En Sevilla, y perdonen la insistencia, no se concibe la vida
si no es sumándose a una causa contra la que defienden otros
ciudadanos. Es una válvula de escape. Necesidad diaria de
darle salida a los malos humores; desahogo o compensación de
frustraciones; motivos que ni pintiparados para provocar al
oponente y ponerlo al borde del disparate. No hay más que
observar de qué manera se expresan los rivales, para
entender, por el tono de sus expresiones, si están
aprovechando sus símbolos con ánimos de ridiculizar a sus
oponentes. De hacerles comprender que están equivocados en
todo.
Cierto es que ese juego tiene toda la apariencia de estar
revestido de guasa; de maneras zumbonas; y que hasta en las
mejores familias se disfruta haciendo alardes de pertenecer
al Betis o al Sevilla, con bromas que nunca se perdonarían
si no fuera porque la militancia en ambos equipos permite
incluso la chanza con intenciones perversas.
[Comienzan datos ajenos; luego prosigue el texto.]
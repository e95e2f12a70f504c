//! Native-binding configuration normalization
//!
//! package.json carries the `napi` block in one of two shapes depending on the
//! installed `@napi-rs/cli` major version:
//!
//! ```json
//! // 2.x
//! "napi": { "name": "core", "package": { "name": "@acme/core" },
//!           "triples": { "defaults": false, "additional": ["x86_64-unknown-linux-gnu"] } }
//! // 3.x
//! "napi": { "binaryName": "core", "packageName": "@acme/core",
//!           "targets": ["x86_64-unknown-linux-gnu"] }
//! ```
//!
//! Both are resolved once into [`NormalizedNapiConfig`]; nothing downstream
//! looks at the schema version again.

use crate::core::error::{ConfigError, EnvironmentError, RailError, RailResult};
use crate::napi::catalog;
use crate::napi::manifest::{RootManifest, read_json_object};
use semver::Version;
use serde::{Deserialize, Serialize};
use serde_json::Value;
use std::path::Path;

/// Where the native build tool's own manifest lives, relative to the root
const NAPI_CLI_MANIFEST: &str = "node_modules/@napi-rs/cli/package.json";

const LEGACY_KEYS: &[&str] = &["name", "package", "triples"];
const CURRENT_KEYS: &[&str] = &["binaryName", "packageName", "targets"];

/// The single shape every release mode works from
#[derive(Debug, Clone, PartialEq, Eq, Serialize)]
pub struct NormalizedNapiConfig {
  /// Prefix of the compiled `.node` file (`<binaryName>.<platform>.node`)
  pub binary_name: String,
  /// npm name prefix of the per-platform packages
  pub package_name: String,
  /// Declared target triples, in declaration order
  pub targets: Vec<String>,
}

/// Which `napi` block shape to expect
#[derive(Debug, Clone, Copy, PartialEq, Eq)]
pub enum SchemaVersion {
  /// `@napi-rs/cli` 2.x
  Legacy,
  /// `@napi-rs/cli` 3.x
  Current,
}

impl SchemaVersion {
  pub fn from_tool_version(version: &Version) -> RailResult<Self> {
    match version.major {
      2 => Ok(SchemaVersion::Legacy),
      3 => Ok(SchemaVersion::Current),
      _ => Err(RailError::Environment(EnvironmentError::UnsupportedToolVersion {
        found: Some(version.to_string()),
      })),
    }
  }
}

#[derive(Debug, Clone, Default, Deserialize)]
pub struct LegacyPackage {
  pub name: Option<String>,
}

#[derive(Debug, Clone, Default, Deserialize)]
pub struct LegacyTriples {
  pub defaults: Option<bool>,
  pub additional: Option<Vec<String>>,
}

#[derive(Debug, Clone, Default, Deserialize)]
pub struct LegacyShape {
  pub name: Option<String>,
  pub package: Option<LegacyPackage>,
  pub triples: Option<LegacyTriples>,
}

#[derive(Debug, Clone, Default, Deserialize)]
#[serde(rename_all = "camelCase")]
pub struct CurrentShape {
  pub binary_name: Option<String>,
  pub package_name: Option<String>,
  pub targets: Option<Vec<String>>,
}

/// The `napi` block, parsed according to the detected schema version
#[derive(Debug, Clone)]
pub enum NapiShape {
  Legacy(LegacyShape),
  Current(CurrentShape),
}

impl NapiShape {
  /// Parse the raw block, rejecting keys that belong to the other shape
  pub fn parse(value: &Value, schema: SchemaVersion) -> RailResult<Self> {
    let object = value
      .as_object()
      .ok_or_else(|| RailError::invalid_field("napi", "expected an object"))?;

    let (foreign, expected) = match schema {
      SchemaVersion::Legacy => (CURRENT_KEYS, "2.x"),
      SchemaVersion::Current => (LEGACY_KEYS, "3.x"),
    };
    let mixed: Vec<&str> = foreign.iter().copied().filter(|k| object.contains_key(*k)).collect();
    if !mixed.is_empty() {
      return Err(RailError::invalid_field(
        "napi",
        format!(
          "keys {} do not belong to the @napi-rs/cli {} schema",
          mixed.join(", "),
          expected
        ),
      ));
    }

    let shape = match schema {
      SchemaVersion::Legacy => NapiShape::Legacy(
        serde_json::from_value(value.clone()).map_err(|e| RailError::invalid_field("napi", e.to_string()))?,
      ),
      SchemaVersion::Current => NapiShape::Current(
        serde_json::from_value(value.clone()).map_err(|e| RailError::invalid_field("napi", e.to_string()))?,
      ),
    };
    Ok(shape)
  }

  /// Reconcile into the normalized form, failing on the first missing field
  pub fn normalize(self) -> RailResult<NormalizedNapiConfig> {
    match self {
      NapiShape::Legacy(legacy) => {
        let binary_name = required(legacy.name, "napi.name")?;
        let package_name = required(legacy.package.and_then(|p| p.name), "napi.package.name")?;
        let triples = legacy.triples.ok_or_else(|| RailError::missing_field("napi.triples"))?;

        match triples.defaults {
          Some(false) => {}
          Some(true) => {
            return Err(RailError::invalid_field(
              "napi.triples.defaults",
              "default targets are not supported; set it to false and enumerate every target in napi.triples.additional",
            ));
          }
          None => return Err(RailError::missing_field("napi.triples.defaults")),
        }

        let targets = required_list(triples.additional, "napi.triples.additional")?;
        Ok(NormalizedNapiConfig {
          binary_name,
          package_name,
          targets,
        })
      }
      NapiShape::Current(current) => Ok(NormalizedNapiConfig {
        binary_name: required(current.binary_name, "napi.binaryName")?,
        package_name: required(current.package_name, "napi.packageName")?,
        targets: required_list(current.targets, "napi.targets")?,
      }),
    }
  }
}

fn required(value: Option<String>, field: &str) -> RailResult<String> {
  value
    .filter(|v| !v.trim().is_empty())
    .ok_or_else(|| RailError::missing_field(field))
}

fn required_list(value: Option<Vec<String>>, field: &str) -> RailResult<Vec<String>> {
  value
    .filter(|v| !v.is_empty())
    .ok_or_else(|| RailError::missing_field(field))
}

/// Installed `@napi-rs/cli` version, read from its own package.json
pub fn detect_tool_version(root: &Path) -> RailResult<Version> {
  let path = root.join(NAPI_CLI_MANIFEST);
  let unsupported = || RailError::Environment(EnvironmentError::UnsupportedToolVersion { found: None });

  let manifest = read_json_object(&path).map_err(|_| unsupported())?;
  let raw = manifest.get("version").and_then(Value::as_str).ok_or_else(unsupported)?;

  Version::parse(raw.trim_start_matches('v')).map_err(|_| {
    RailError::Environment(EnvironmentError::UnsupportedToolVersion {
      found: Some(raw.to_string()),
    })
  })
}

/// Normalize the manifest's `napi` block for the given tool version
pub fn normalize_napi_config(manifest: &RootManifest, tool_version: &Version) -> RailResult<NormalizedNapiConfig> {
  let schema = SchemaVersion::from_tool_version(tool_version)?;
  let block = manifest.napi().ok_or_else(|| RailError::missing_field("napi"))?;
  NapiShape::parse(block, schema)?.normalize()
}

/// Every declared triple must be in the architecture catalog
pub fn validate_targets(config: &NormalizedNapiConfig) -> RailResult<()> {
  let unknown: Vec<String> = config
    .targets
    .iter()
    .filter(|t| catalog::lookup_triple(t).is_none())
    .cloned()
    .collect();

  if unknown.is_empty() {
    return Ok(());
  }

  Err(RailError::Config(ConfigError::UnsupportedTargets {
    unknown,
    supported: catalog::all_target_triples().into_iter().map(String::from).collect(),
  }))
}

/// Detect, normalize and validate in one step
pub fn resolve(root: &Path, manifest: &RootManifest) -> RailResult<NormalizedNapiConfig> {
  let tool_version = detect_tool_version(root)?;
  tracing::debug!(%tool_version, "detected @napi-rs/cli");
  let config = normalize_napi_config(manifest, &tool_version)?;
  validate_targets(&config)?;
  Ok(config)
}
En un ambiente así, tan fanatizado, que los directivos de
ambos equipos se dediquen a calentar a los hinchas, días
antes de jugarse un partido, debería ser castigado con la
mayor dureza posible. Ruiz de Lopera y Del Nido,
aunque hayan sido capaces de hacer fortuna económica, no
dejan de ser unos catetos peligrosos. Unos tipos que
aprovechan el fútbol para dividir aún más una ciudad cuyos
habitantes usan ese hecho como arma arrojadiza. Y, sobre
todo, para que muchos den rienda suelta a la agresividad.
Confieso que ni Betis ni Sevilla son equipos que a mí me
estimulen lo más mínimo, en sus enfrentamientos, como para
irme de prisa y corriendo a la taquilla de Canal Plus. Pero
el miércoles, y en vista de cuanto había acontecido, durante
muchos días, decidí ver este partido. Confiado en que los
andaluces, de Sevilla, iban a dar un curso de ejemplaridad
como respuesta a las acusaciones mantenidas entre los
consejeros de ambas Administraciones. Que si quieres arroz,
Catalina.
Porque la tragedia se mascaba en el ambiente. Al presidente
del Sevilla lo habían sentado delante de un busto de Manuel
Ruiz de Lopera. Un busto ridículo; una horterada en toda
regla. Un desafío. En la otra acera, es decir, en la del
Sánchez Pizjuán, unos vándalos quemaban contenedores en
señal de protesta por no habérseles permitido el acceso al
estadio verdiblanco. De pronto, tras marcar Kanouté,
Juande Ramos cae fulminado por golpearle un objeto.
La dicotomía de Sevilla está en su apogeo. Del Nido se hace
el doliente. Y “donmanué” reza ante su Cristo.